“Fine vita”, FI contro la Boldrini: «Usa il Papa per promuovere l’eutanasia»

Papa Francesco parla, Laura Boldrini strumentalizza. La questione è quella dell’accanimento terapeutico, su cui papa Bergoglio ha fatto una riflessione di assoluto buonsenso, in perfetta sintonia, per altro, con quanto detto in passato dai suoi predecessori a cominciare da quel Pio XII che mai avrebbe fatto concessioni o accettato compromessi sul tema della vita. Ma l’invito di Bergoglio a tenere conto della «proporzionalità della cura» per non travalicare mai il confine oltre il quale si calpesta la dignità del malato e il limite delle conoscenze mediche è apparso alla Boldrini una sorta di imprimatur papale alla legge sul “fine vita“, fermo da tempo in Parlamento e assurto insieme allo ius soli a miracoloso collante della sinistra in frantumi.

La Boldrini vuole la legge sul biotestamento

«Penso che quella del Papa sia una riflessione importante che tutti dovremmo tenere a mente», si è infatti affrettata a commentare la presidente della Camera a margine della conferenza mondiale Science for peace per poi passare all’incasso sul “fine vita”: «Io – ha aggiunto – ho più volte chiesto che si faccia uno sforzo per approvarlo in via definitiva, perché è un provvedimento che va incontro alle necessità di molte persone che stanno male e di tante famiglie, e anche dei medici che si trovano a gestire queste situazioni. Nonostante la delicatezza del tema, penso che il Parlamento non possa evitare di esprimersi». Una mossa, questa della Boldrini, abbastanza goffa e maldestra.

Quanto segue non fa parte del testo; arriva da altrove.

use std::ops::{Deref, DerefMut};

use crate::geometry_indices::{FaceIndex, PointIndex};
use crate::point_cloud::PointCloud;

pub type Face = [PointIndex; 3];

/// A point cloud augmented with triangle connectivity. Every point-cloud
/// operation applies to a mesh through deref.
#[derive(Debug, Default, Clone)]
pub struct Mesh {
    point_cloud: PointCloud,
    faces: Vec<Face>,
}

impl Mesh {
    pub fn new() -> Self {
        Self::default()
    }

    pub fn add_face(&mut self, face: Face) {
        self.faces.push(face);
    }

    pub fn face(&self, face_id: FaceIndex) -> Face {
        self.faces[face_id.0 as usize]
    }

    pub fn faces(&self) -> &[Face] {
        &self.faces
    }

    pub fn num_faces(&self) -> usize {
        self.faces.len()
    }
}

impl Deref for Mesh {
    type Target = PointCloud;

    fn deref(&self) -> &Self::Target {
        &self.point_cloud
    }
}

impl DerefMut for Mesh {
    fn deref_mut(&mut self) -> &mut Self::Target {
        &mut self.point_cloud
    }
}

Le repliche di Gasparri e Brunetta

E l’opposizione non ha tardato a rilevarlo. «Sorprende tutta questa serie di scopritori dell’acqua calda, compresa la presidente della Camera Boldrini, in materia di fine vita»,  è l’attacco di Maurizio Gasparri, di Forza Italia. Nel merito del provvedimento, il vicepresidente del Senato si dice convinto che la legge sul fine vita, «sbagliata e scritta male», favorisce «stoltamente l’accanimento terapeutico e apre la strada contemporaneamente all’eutanasia». Sulla stessa linea di Gasparri, il capogruppo di Forza Italia alla Camera Renato Brunetta che in una dichiarazione diffidato la sinistra (e la Boldrini) dal tentare di strumentalizzare le parole del pontefice: «Che non si usi il Papa – avverte – per contrabbandare nel biotestamento, di fatto, l’eutanasia».